Many businessmen have expressed concern over their inability to compete with foreign manufacturers because of “cheap foreign labor.” And well they might be concerned, but not entirely because of wages. It is well known that low unit costs and not wages make for competitive advantage.
If “cheap foreign labor” were the cause of their troubles, American manufacturers wouldn’t have a ghost of a chance—and this has been the case for 150 years or more. The scales have been tipped toward our producers because of high savings resulting in high capital investment per worker, good managerial ability, and strong incentives for workers, management, and the suppliers of capital.
But is there something new in the picture that should cause concern to American industrialists? Are we losing ground in productivity or unit costs to foreign producers? And, if so, is there anything businessmen can do about it, besides clamoring for more protection?
One culprit could be high taxes. Taxes enter into unit costs just as surely as wages and raw materials. Textile, watch, and bicycle makers would find it much easier to withstand foreign competition if their unit costs were not raised by a heavy tax burden.
Another culprit could be abnormally high labor costs for whatever reasons. It may be restricted output—featherbedding—slowdown, strikes, or government-sponsored welfare programs. Whatever the reasons—and there are many possibilities—American workers can quickly lose much of the comparative advantage they have had in high productivity compared with other nations.
To make matters worse, not only are high taxes a problem; but also a portion of these taxes has been used, through outright gifts, to make our foreign competitors better able to compete in our own markets.
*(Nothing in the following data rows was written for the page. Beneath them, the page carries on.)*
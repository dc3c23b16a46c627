//! Expression and template error types.

use thiserror::Error;

/// Errors raised while compiling or evaluating expressions and templates.
#[derive(Debug, Clone, Error)]
pub enum ExpressionError {
    /// The expression source could not be parsed.
    #[error("parse error: {0}")]
    Parse(String),

    /// Evaluation failed at runtime.
    #[error("evaluation error: {0}")]
    Eval(String),

    /// A referenced variable is not present in the context.
    #[error("variable not found: {0}")]
    VariableNotFound(String),

    /// A condition evaluated to a non-boolean value.
    #[error("condition did not evaluate to a boolean (got {actual})")]
    NotBoolean {
        /// Type name of the actual result.
        actual: &'static str,
    },

    /// Operand types do not fit the operator.
    #[error("type error: expected {expected}, got {actual}")]
    Type {
        /// What the operator needed.
        expected: &'static str,
        /// What it received.
        actual: &'static str,
    },

    /// Template substitution failed.
    #[error("template error: {0}")]
    Template(String),
}
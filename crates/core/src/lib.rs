#![forbid(unsafe_code)]
#![warn(missing_docs)]

//! # Cascade Core
//!
//! Core identifier types shared by every Cascade crate.
//!
//! Each entity in the system (workflow, execution, node, edge, trigger,
//! event) gets its own strongly-typed 128-bit UUID wrapper, so an
//! [`ExecutionId`] can never be passed where a [`NodeId`] is expected.

pub mod id;

pub use id::{
    EdgeId, EventId, ExecutionId, NodeId, TriggerId, UuidParseError, WorkflowId,
};
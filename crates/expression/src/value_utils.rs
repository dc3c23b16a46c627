//! Helpers for working with JSON values during evaluation.

use serde_json::Value;

/// Human-readable type name for error messages.
#[must_use]
pub fn value_type_name(value: &Value) -> &'static str {
    match value {
        Value::Null => "null",
        Value::Bool(_) => "boolean",
        Value::Number(_) => "number",
        Value::String(_) => "string",
        Value::Array(_) => "array",
        Value::Object(_) => "object",
    }
}

/// Truthiness: null and false are false; zero and the empty string are
/// false; everything else (including empty containers) is true.
#[must_use]
pub fn to_boolean(value: &Value) -> bool {
    match value {
        Value::Null => false,
        Value::Bool(b) => *b,
        Value::Number(n) => n.as_f64().is_some_and(|f| f != 0.0),
        Value::String(s) => !s.is_empty(),
        Value::Array(_) | Value::Object(_) => true,
    }
}

/// Numeric view of a value, if it has one.
#[must_use]
pub fn as_f64(value: &Value) -> Option<f64> {
    value.as_f64()
}

/// Deep equality with numeric coercion (`1 == 1.0`) and whitespace-trimmed
/// string comparison, so values that passed through templating compare the
/// way workflow authors expect.
#[must_use]
pub fn values_equal(left: &Value, right: &Value) -> bool {
    match (left, right) {
        (Value::Number(a), Value::Number(b)) => match (a.as_f64(), b.as_f64()) {
            (Some(x), Some(y)) => x == y,
            _ => a == b,
        },
        (Value::String(a), Value::String(b)) => a.trim() == b.trim(),
        (Value::Array(a), Value::Array(b)) => {
            a.len() == b.len() && a.iter().zip(b).all(|(x, y)| values_equal(x, y))
        }
        (Value::Object(a), Value::Object(b)) => {
            a.len() == b.len()
                && a.iter()
                    .all(|(k, v)| b.get(k).is_some_and(|w| values_equal(v, w)))
        }
        _ => left == right,
    }
}

#[cfg(test)]
mod tests {
    use super::*;
    use serde_json::json;

    #[test]
    fn truthiness() {
        assert!(!to_boolean(&Value::Null));
        assert!(!to_boolean(&json!(false)));
        assert!(!to_boolean(&json!(0)));
        assert!(!to_boolean(&json!("")));
        assert!(to_boolean(&json!(1)));
        assert!(to_boolean(&json!("x")));
        assert!(to_boolean(&json!([])));
        assert!(to_boolean(&json!({})));
    }

    #[test]
    fn numeric_equality_coerces() {
        assert!(values_equal(&json!(1), &json!(1.0)));
        assert!(!values_equal(&json!(1), &json!(2)));
    }

    #[test]
    fn string_equality_trims() {
        assert!(values_equal(&json!(" ok "), &json!("ok")));
        assert!(!values_equal(&json!("ok"), &json!("OK")));
    }

    #[test]
    fn deep_equality() {
        assert!(values_equal(&json!({"a": [1, "x "]}), &json!({"a": [1.0, "x"]})));
        assert!(!values_equal(&json!({"a": 1}), &json!({"a": 1, "b": 2})));
    }

    #[test]
    fn type_names() {
        assert_eq!(value_type_name(&json!(null)), "null");
        assert_eq!(value_type_name(&json!([1])), "array");
    }
}
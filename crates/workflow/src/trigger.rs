//! Trigger definitions: what is allowed to start an execution.

use std::collections::HashMap;
use std::time::Duration;

use cascade_core::TriggerId;
use serde::{Deserialize, Serialize};
use serde_json::Value;

use crate::node::VariableSpec;

/// The kind of event a trigger reacts to.
///
/// Scheduling itself (cron, webhook transport) is outside the engine; by the
/// time the engine sees a trigger it is already "ready".
#[derive(Debug, Clone, Copy, PartialEq, Eq, Hash, Serialize, Deserialize)]
pub enum TriggerType {
    /// Explicit user action.
    Manual,
    /// Inbound webhook delivery.
    Webhook,
    /// Time-based schedule.
    Scheduled,
    /// Internal event bus.
    Event,
    /// Fires whenever upstream data changes.
    Auto,
}

/// A trigger attached to a workflow.
#[derive(Debug, Clone, Serialize, Deserialize)]
pub struct TriggerDefinition {
    /// Unique identifier.
    pub id: TriggerId,
    /// The trigger's type tag.
    #[serde(rename = "type")]
    pub trigger_type: TriggerType,
    /// Activation configuration (`enabled`, `cooldown_ms`, `max_concurrent`,
    /// `condition`, `input_schema`).
    #[serde(default)]
    pub config: serde_json::Map<String, Value>,
}

impl TriggerDefinition {
    /// Create a trigger with an empty config.
    #[must_use]
    pub fn new(id: TriggerId, trigger_type: TriggerType) -> Self {
        Self {
            id,
            trigger_type,
            config: serde_json::Map::new(),
        }
    }

    /// Create a manual trigger (the common case in tests and embeddings).
    #[must_use]
    pub fn manual() -> Self {
        Self::new(TriggerId::v4(), TriggerType::Manual)
    }

    /// Set a single config key.
    #[must_use]
    pub fn with_config_value(mut self, key: impl Into<String>, value: Value) -> Self {
        self.config.insert(key.into(), value);
        self
    }

    /// Whether this trigger is enabled (`enabled`, default true).
    #[must_use]
    pub fn is_active(&self) -> bool {
        self.config
            .get("enabled")
            .and_then(Value::as_bool)
            .unwrap_or(true)
    }

    /// Minimum time between activations (`cooldown_ms`, default zero).
    #[must_use]
    pub fn cooldown(&self) -> Duration {
        self.config
            .get("cooldown_ms")
            .and_then(Value::as_u64)
            .map_or(Duration::ZERO, Duration::from_millis)
    }

    /// Concurrent-execution cap (`max_concurrent`); `None` means unlimited.
    #[must_use]
    pub fn max_concurrent(&self) -> Option<u64> {
        match self.config.get("max_concurrent").and_then(Value::as_u64) {
            Some(0) | None => None,
            Some(n) => Some(n),
        }
    }

    /// Activation predicate expression (`condition`), if any.
    #[must_use]
    pub fn condition(&self) -> Option<&str> {
        self.config.get("condition").and_then(Value::as_str)
    }

    /// Declared input schema (`input_schema`), if any.
    #[must_use]
    pub fn input_schema(&self) -> Option<HashMap<String, VariableSpec>> {
        self.config
            .get("input_schema")
            .cloned()
            .and_then(|v| serde_json::from_value(v).ok())
    }
}
//! Unique identifiers for Cascade entities.
//!
//! Strongly-typed UUID identifiers built on [`domain-key`](https://crates.io/crates/domain-key)
//! `Uuid<D>` wrappers. Each identifier is parameterized by a unique domain
//! marker, so mixing different ID types is a compile error.
//!
//! All ID types are `Copy` (16 bytes, stack-allocated) and support:
//! - `v4()` for random UUID generation
//! - `nil()` for zero-valued default
//! - `parse(&str)` for string parsing
//! - Full serde support (serializes as UUID string)
//! - `Display`, `FromStr`, `Eq`, `Ord`, `Hash`

use domain_key::define_uuid;

// Re-export for downstream parse error handling
pub use domain_key::UuidParseError;

// Entity identifiers — UUID-based, Copy, 16 bytes each
define_uuid!(pub WorkflowIdDomain => WorkflowId);
define_uuid!(pub ExecutionIdDomain => ExecutionId);
define_uuid!(pub NodeIdDomain => NodeId);
define_uuid!(pub EdgeIdDomain => EdgeId);
define_uuid!(pub TriggerIdDomain => TriggerId);
define_uuid!(pub EventIdDomain => EventId);
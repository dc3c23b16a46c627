//! Storage error types.

use cascade_core::ExecutionId;
use thiserror::Error;

/// Errors raised by event store and repository implementations.
#[derive(Debug, Error)]
pub enum StorageError {
    /// An appended batch does not continue the stored sequence.
    #[error("sequence conflict for execution {execution_id}: expected {expected}, got {got}")]
    SequenceConflict {
        /// The affected execution.
        execution_id: ExecutionId,
        /// The next sequence the store would accept.
        expected: u64,
        /// The sequence actually seen.
        got: u64,
    },

    /// A requested entity does not exist.
    #[error("not found: {0}")]
    NotFound(String),

    /// The backend failed.
    #[error("storage backend: {0}")]
    Backend(String),

    /// A serialization or deserialization error.
    #[error("serialization: {0}")]
    Serialization(#[from] serde_json::Error),
}

#[cfg(test)]
mod tests {
    use super::*;

    #[test]
    fn sequence_conflict_display() {
        let err = StorageError::SequenceConflict {
            execution_id: ExecutionId::nil(),
            expected: 3,
            got: 5,
        };
        assert!(err.to_string().contains("expected 3, got 5"));
    }

    #[test]
    fn not_found_display() {
        assert_eq!(
            StorageError::NotFound("workflow abc".into()).to_string(),
            "not found: workflow abc"
        );
    }
}
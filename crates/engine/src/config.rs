//! Engine configuration.

use std::time::Duration;

use cascade_expression::TemplateMode;
use serde::{Deserialize, Serialize};

use crate::strategy::ErrorStrategy;

/// Tunables for a [`WorkflowEngine`](crate::engine::WorkflowEngine) instance.
#[derive(Debug, Clone, Serialize, Deserialize)]
pub struct EngineConfig {
    /// Concurrency bound within one wave.
    pub max_parallel_nodes: usize,
    /// When false, nodes in a wave run sequentially.
    pub enable_parallel: bool,
    /// Strategy applied when no per-execution strategy is given.
    pub default_error_strategy: ErrorStrategy,
    /// Master switch for per-node retries; nodes still opt in individually.
    pub enable_retry: bool,
    /// Attempt cap for nodes that opt into retries without their own cap.
    pub default_max_retries: u32,
    /// Initial backoff for retrying nodes.
    #[serde(with = "duration_millis")]
    pub default_retry_delay: Duration,
    /// Master switch for circuit breaking around node calls.
    pub enable_circuit_breaker: bool,
    /// Per-node call timeout.
    #[serde(with = "duration_millis")]
    pub node_execution_timeout: Duration,
    /// Wall-clock budget for a whole execution.
    #[serde(with = "duration_millis")]
    pub workflow_execution_timeout: Duration,
    /// Whether node configs are template-processed before execution.
    pub enable_templating: bool,
    /// Missing-variable policy used for config templating.
    pub default_template_mode: TemplateMode,
}

impl Default for EngineConfig {
    fn default() -> Self {
        Self {
            max_parallel_nodes: 8,
            enable_parallel: true,
            default_error_strategy: ErrorStrategy::FailFast,
            enable_retry: true,
            default_max_retries: 3,
            default_retry_delay: Duration::from_millis(100),
            enable_circuit_breaker: true,
            node_execution_timeout: Duration::from_secs(30),
            workflow_execution_timeout: Duration::from_secs(600),
            enable_templating: true,
            default_template_mode: TemplateMode::Lenient,
        }
    }
}

mod duration_millis {
    use serde::{Deserialize, Deserializer, Serialize, Serializer};
    use std::time::Duration;

    pub fn serialize<S: Serializer>(duration: &Duration, s: S) -> Result<S::Ok, S::Error> {
        (duration.as_millis() as u64).serialize(s)
    }

    pub fn deserialize<'de, D: Deserializer<'de>>(d: D) -> Result<Duration, D::Error> {
        Ok(Duration::from_millis(u64::deserialize(d)?))
    }
}

#[cfg(test)]
mod tests {
    use super::*;

    #[test]
    fn defaults_are_sane() {
        let config = EngineConfig::default();
        assert_eq!(config.max_parallel_nodes, 8);
        assert!(config.enable_parallel);
        assert!(config.enable_retry);
        assert!(config.enable_templating);
        assert_eq!(config.default_template_mode, TemplateMode::Lenient);
        assert!(matches!(config.default_error_strategy, ErrorStrategy::FailFast));
    }

    #[test]
    fn serde_roundtrip() {
        let config = EngineConfig {
            max_parallel_nodes: 2,
            default_retry_delay: Duration::from_millis(250),
            ..EngineConfig::default()
        };
        let json = serde_json::to_string(&config).unwrap();
        let back: EngineConfig = serde_json::from_str(&json).unwrap();
        assert_eq!(back.max_parallel_nodes, 2);
        assert_eq!(back.default_retry_delay, Duration::from_millis(250));
    }
}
The old principle of comparative advantage thus becomes less important through a leveling-down process.
To say that this is a government problem and not one that businessmen can do anything about is merely evading the issues. Businessmen can do something about taxes and labor and give-away programs. If the United States is to maintain or regain its exalted position in productivity and trade—without fear of tariffs here or abroad—it must avoid the present trend toward artificially rising costs due to high taxes and abnormal labor costs. And incentives to efficient production must be restored.
The “infant industry” argument is not used by protectionists as widely as it was in McKinley’s time. Some would say this is because our economy has matured. Actually it always was a specious argument. Mr. Percy says: “How does one tell in advance which infant industry will grow to self-reliant maturity? Many are given protection and grow up, but few are weaned as the theoretical argument would require.”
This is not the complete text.